# TASK TO CARRY OUT
Every line below that carries the word "Error" needs to be copied.

# DATA IN THIS EXERCISE
-- Opening Marker --
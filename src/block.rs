//! Multi-layer neighbor sampling into bipartite message-passing blocks.
//!
//! An `L`-layer model computing outputs at a set of seed nodes needs, at
//! layer `l`, the layer-`l-1` representations of every node that sends a
//! message to a layer-`l` destination. Walking backward from the seeds:
//!
//! ```text
//! frontier_L   = seeds
//! block l      = (src: sampled predecessors of frontier_l, dst: frontier_l)
//! frontier_l-1 = block l src
//! ```
//!
//! The returned blocks are ordered the way the model consumes them: block 1
//! (nearest the input features) first, block `L` (whose destinations are the
//! seeds) last. Consecutive blocks chain exactly, since the sources of block
//! `i` are the nodes block `i - 1` must produce:
//! `blocks[i - 1].dst_nodes == blocks[i].src_nodes`.

use crate::error::{Error, Result};
use crate::graph::{EdgeId, Graph, NodeId};
use rand::prelude::*;
use std::collections::{HashMap, HashSet};
use tracing::debug;

/// Per-layer neighborhood size.
#[derive(Debug, Clone, Copy, PartialEq, Eq)]
#[cfg_attr(feature = "serde", derive(serde::Serialize, serde::Deserialize))]
pub enum Fanout {
    /// Sample at most this many in-edges per destination, uniformly without replacement.
    Limit(usize),
    /// Take every in-edge (full-neighborhood inference).
    All,
}

impl TryFrom<i64> for Fanout {
    type Error = Error;

    /// `-1` means [`Fanout::All`]; positive values are limits.
    fn try_from(value: i64) -> Result<Self> {
        match value {
            -1 => Ok(Self::All),
            v if v > 0 => Ok(Self::Limit(v as usize)),
            v => Err(Error::InvalidParameter(format!(
                "fanout must be positive or -1 (full neighborhood), got {v}"
            ))),
        }
    }
}

/// One bipartite message-passing layer.
///
/// `edges` hold `(src_local, dst_local)` indices into `src_nodes` /
/// `dst_nodes`; `edge_ids[i]` is the graph edge behind `edges[i]`.
#[derive(Debug, Clone, Default, PartialEq, Eq)]
pub struct Block {
    pub src_nodes: Vec<NodeId>,
    pub dst_nodes: Vec<NodeId>,
    pub edges: Vec<(usize, usize)>,
    pub edge_ids: Vec<EdgeId>,
}

impl Block {
    pub fn num_src_nodes(&self) -> usize {
        self.src_nodes.len()
    }

    pub fn num_dst_nodes(&self) -> usize {
        self.dst_nodes.len()
    }

    pub fn num_edges(&self) -> usize {
        self.edges.len()
    }

    /// Sampled in-degree per destination (by local index), e.g. for mean aggregation.
    pub fn in_degrees(&self) -> Vec<usize> {
        let mut deg = vec![0usize; self.dst_nodes.len()];
        for &(_, d) in &self.edges {
            deg[d] += 1;
        }
        deg
    }
}

/// Seeds deduplicated, first occurrence wins.
pub(crate) fn dedup_in_order(nodes: &[NodeId]) -> Vec<NodeId> {
    let mut seen = HashSet::with_capacity(nodes.len());
    let mut out = Vec::with_capacity(nodes.len());
    for &v in nodes {
        if seen.insert(v) {
            out.push(v);
        }
    }
    out
}

/// GraphSAGE-style multi-layer neighbor sampler.
///
/// `fanouts[l - 1]` is the fanout of layer `l`; `fanouts.last()` applies to
/// the seeds themselves.
#[derive(Debug, Clone)]
pub struct BlockSampler<'a, G> {
    graph: &'a G,
    fanouts: Vec<Fanout>,
    max_src_nodes: Option<usize>,
}

impl<'a, G: Graph> BlockSampler<'a, G> {
    pub fn new(graph: &'a G, fanouts: Vec<Fanout>) -> Result<Self> {
        if fanouts.is_empty() {
            return Err(Error::InvalidParameter("at least one layer fanout is required".into()));
        }
        for (i, f) in fanouts.iter().enumerate() {
            if *f == Fanout::Limit(0) {
                return Err(Error::InvalidParameter(format!(
                    "fanout for layer {} must be >= 1 (use Fanout::All for full neighborhoods)",
                    i + 1
                )));
            }
        }
        Ok(Self { graph, fanouts, max_src_nodes: None })
    }

    /// Fail with [`Error::BatchTooLarge`] once any block would need more than
    /// `limit` source nodes. Checked layer by layer, so an oversized
    /// expansion stops before the deeper layers are built.
    pub fn with_max_src_nodes(mut self, limit: usize) -> Self {
        self.max_src_nodes = Some(limit);
        self
    }

    pub fn max_src_nodes(&self) -> Option<usize> {
        self.max_src_nodes
    }

    /// Full-neighborhood sampler with `num_layers` layers (inference).
    pub fn full(graph: &'a G, num_layers: usize) -> Result<Self> {
        Self::new(graph, vec![Fanout::All; num_layers])
    }

    pub fn graph(&self) -> &'a G {
        self.graph
    }

    pub fn num_layers(&self) -> usize {
        self.fanouts.len()
    }

    pub fn fanouts(&self) -> &[Fanout] {
        &self.fanouts
    }

    /// Build the block chain for `seeds`, input-nearest block first.
    pub fn sample_blocks<R: Rng + ?Sized>(
        &self,
        seeds: &[NodeId],
        rng: &mut R,
    ) -> Result<Vec<Block>> {
        if seeds.is_empty() {
            return Err(Error::InvalidParameter("seed node set is empty".into()));
        }
        let n = self.graph.node_count();
        if let Some(&bad) = seeds.iter().find(|&&v| v >= n) {
            return Err(Error::IndexOutOfBounds { index: bad, len: n });
        }

        let mut frontier = dedup_in_order(seeds);
        let mut blocks = Vec::with_capacity(self.fanouts.len());
        for (layer, &fanout) in self.fanouts.iter().enumerate().rev() {
            let block = self.sample_layer(frontier, fanout, rng)?;
            debug!(
                layer = layer + 1,
                dst = block.num_dst_nodes(),
                src = block.num_src_nodes(),
                edges = block.num_edges(),
                "sampled block"
            );
            if let Some(limit) = self.max_src_nodes {
                if block.num_src_nodes() > limit {
                    return Err(Error::BatchTooLarge {
                        layer: layer + 1,
                        nodes: block.num_src_nodes(),
                        limit,
                    });
                }
            }
            frontier = block.src_nodes.clone();
            blocks.push(block);
        }
        blocks.reverse();
        Ok(blocks)
    }

    fn sample_layer<R: Rng + ?Sized>(
        &self,
        frontier: Vec<NodeId>,
        fanout: Fanout,
        rng: &mut R,
    ) -> Result<Block> {
        let mut src_nodes: Vec<NodeId> = Vec::new();
        let mut src_index: HashMap<NodeId, usize> = HashMap::new();
        let mut edges = Vec::new();
        let mut edge_ids = Vec::new();
        let mut picked: Vec<EdgeId> = Vec::new();

        for (dst_local, &v) in frontier.iter().enumerate() {
            let in_edges = self.graph.in_edges_ref(v);
            picked.clear();
            match fanout {
                Fanout::Limit(f) if in_edges.len() > f => {
                    picked.extend(in_edges.choose_multiple(rng, f).copied());
                }
                _ => picked.extend_from_slice(in_edges),
            }

            for &e in &picked {
                let (s, _) = self
                    .graph
                    .edge_endpoints(e)
                    .ok_or(Error::IndexOutOfBounds { index: e, len: self.graph.edge_count() })?;
                let src_local = *src_index.entry(s).or_insert_with(|| {
                    src_nodes.push(s);
                    src_nodes.len() - 1
                });
                edges.push((src_local, dst_local));
                edge_ids.push(e);
            }
        }

        Ok(Block { src_nodes, dst_nodes: frontier, edges, edge_ids })
    }
}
-- Closing Marker --
# ANSWER TO THE EXERCISE
use crate::error::{Error, Result};
    type Error = Error;
            v => Err(Error::InvalidParameter(format!(
            return Err(Error::InvalidParameter("at least one layer fanout is required".into()));
                return Err(Error::InvalidParameter(format!(
    /// Fail with [`Error::BatchTooLarge`] once any block would need more than
            return Err(Error::InvalidParameter("seed node set is empty".into()));
            return Err(Error::IndexOutOfBounds { index: bad, len: n });
                    return Err(Error::BatchTooLarge {
                    .ok_or(Error::IndexOutOfBounds { index: e, len: self.graph.edge_count() })?;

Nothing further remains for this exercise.